Time- and Dose-Dependent Effect of Dexamethasone on Endothelial Cell Apoptosis

Endothelial cell (EC) apoptosis plays a critical role in the physiological and pathological vascular regression, remodeling, and angiogenesis. There are several therapeutic agents such as glucocorticoids (GCs), which could influence EC apoptosis, causing coagulation events. Due to the paradoxical effects of GCs on cellular apoptosis, the aim of the current study was to investigate the dose and time in which GCs could initiate and terminate in vitro cellular apoptosis.

Dexamethasone (DEXA) was serially diluted 10-folds for 8 serial concentrations (from 1 mM to 0.1 nM) added to cultured human umbilical vein endothelial cells (HUVECs). The cytotoxic effects of DEXA on HUVEC were tested with a rapid colorimetric test using 3-[4,5-dimethylthiazol-2-yl]-2,5 diphenyl tetrazolium bromide assay. Apoptotic assays based on quantitative polymerase chain reaction was performed for Bax and Bcl-2 genes and terminal deoxynucleotidyl transferase dUTP nick end labeling assay.

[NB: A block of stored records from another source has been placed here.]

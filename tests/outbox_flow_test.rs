//! End-to-end outbox scenarios over the in-memory stores.
//!
//! Covers: publish-then-remove lifecycle, crash between publish and commit,
//! in-pass ordering, and concurrent drains over a shared table.

use std::sync::Arc;

use chrono::Duration as ChronoDuration;
use message_contracts::{Event, EventRoute, RouteRegistry, TransactionSide};
use message_store::memory::{
    MemoryEventCommandRepository, MemoryEventTable, MemoryUnitOfWork, RecordingEventPublisher,
};
use outbox_publisher::OutboxPublisher;
use redis_cache::{DistributedLock, MemoryCacheStore};

struct Instance {
    publisher: OutboxPublisher,
    uow: Arc<MemoryUnitOfWork>,
}

/// One outbox publisher instance over the shared table, cache and broker,
/// the way each process in a fleet would be wired.
fn instance(
    table: &Arc<MemoryEventTable>,
    cache: &Arc<MemoryCacheStore>,
    recorder: &Arc<RecordingEventPublisher>,
) -> Instance {
    let uow = MemoryUnitOfWork::new(TransactionSide::Command);
    let repository = Arc::new(MemoryEventCommandRepository::new(uow.clone(), table.clone()));

    let mut routes = RouteRegistry::new();
    routes
        .declare("OrderPlaced", EventRoute::direct("orders", "order.placed"))
        .unwrap();

    let publisher = OutboxPublisher::new(
        repository,
        uow.clone(),
        DistributedLock::new(cache.clone()),
        Arc::new(routes),
        recorder.clone(),
    );
    Instance { publisher, uow }
}

fn seed(table: &MemoryEventTable, id: &str, offset_secs: i64) {
    let mut event = Event::new("OrderPlaced", &serde_json::json!({ "id": id })).unwrap();
    event.id = id.to_string();
    event.created_at += ChronoDuration::seconds(offset_secs);
    table.insert(event);
}

#[tokio::test]
async fn s1_publish_success_then_cleanup() {
    let table = MemoryEventTable::shared();
    let cache = MemoryCacheStore::shared();
    let recorder = RecordingEventPublisher::shared();
    let inst = instance(&table, &cache, &recorder);
    seed(&table, "e1", 0);

    // First pass: published on the declared exchange, row goes Inactive.
    let report = inst.publisher.drain_once().await.unwrap();
    assert_eq!(report.published, 1);
    let published = recorder.published();
    assert_eq!(published.len(), 1);
    assert_eq!(published[0].0.exchange, "orders");
    assert_eq!(published[0].0.route, "order.placed");
    assert!(!table.find("e1").unwrap().state.is_active());

    // Second pass: the Inactive row is removed.
    let report = inst.publisher.drain_once().await.unwrap();
    assert_eq!(report.removed, 1);
    assert!(table.find("e1").is_none());
}

#[tokio::test]
async fn s2_crash_after_publish_before_commit_redelivers() {
    let table = MemoryEventTable::shared();
    let cache = MemoryCacheStore::shared();
    let recorder = RecordingEventPublisher::shared();
    let inst = instance(&table, &cache, &recorder);
    seed(&table, "e1", 0);

    // Broker accepts the publish but the pass commit fails.
    inst.uow.fail_next_commit();
    assert!(inst.publisher.drain_once().await.is_err());
    assert_eq!(recorder.published_count(), 1);
    assert!(
        table.find("e1").unwrap().state.is_active(),
        "row must stay Active when the pass rolls back"
    );
    assert!(cache.is_empty().await, "locks must release after a rollback");

    // Re-run: the broker sees a second copy and the row transitions.
    inst.publisher.drain_once().await.unwrap();
    assert_eq!(recorder.published_count(), 2);
    assert!(!table.find("e1").unwrap().state.is_active());
}

#[tokio::test]
async fn outbox_pass_drains_in_creation_order() {
    let table = MemoryEventTable::shared();
    let cache = MemoryCacheStore::shared();
    let recorder = RecordingEventPublisher::shared();
    let inst = instance(&table, &cache, &recorder);

    // Seed newest-first to prove the pass reorders by created_at.
    seed(&table, "e3", 30);
    seed(&table, "e1", 10);
    seed(&table, "e2", 20);

    inst.publisher.drain_once().await.unwrap();

    let order: Vec<String> = recorder
        .published()
        .into_iter()
        .map(|(_, event)| event.id)
        .collect();
    assert_eq!(order, vec!["e1", "e2", "e3"]);
}

#[tokio::test]
async fn s6_concurrent_instances_publish_each_event_exactly_once() {
    let table = MemoryEventTable::shared();
    let cache = MemoryCacheStore::shared();
    let recorder = RecordingEventPublisher::shared();
    for i in 0..10 {
        seed(&table, &format!("e{i}"), i);
    }

    let a = instance(&table, &cache, &recorder);
    let b = instance(&table, &cache, &recorder);

    let (ra, rb) = tokio::join!(a.publisher.drain_once(), b.publisher.drain_once());
    let ra = ra.unwrap();
    let rb = rb.unwrap();

    // Every event crossed the wire exactly once across both instances.
    let mut ids: Vec<String> = recorder
        .published()
        .into_iter()
        .map(|(_, event)| event.id)
        .collect();
    ids.sort();
    ids.dedup();
    assert_eq!(recorder.published_count(), 10);
    assert_eq!(ids.len(), 10);
    assert_eq!(ra.published + rb.published, 10);

    // All locks were released once both passes finished.
    assert!(cache.is_empty().await);
}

DEXA at the concentration of 1 µM showed significant cytotoxic effects, more intense anti-apoptotic effects in lower concentrations (1 nM to 100 nM), and anti-apoptotic effects with less intensity in higher concentrations (10 µM to 1 mM). Six hours of treatment by 1 µM of DEXA was estimated as the initial time of DEXA that could remarkably induce HUVECs apoptosis. The maximum significant increase of apoptosis was detected 24 hours after treatment with DEXA.

Our findings suggested that GCs can influence cellular apoptosis in a dose- and time-dependent manner.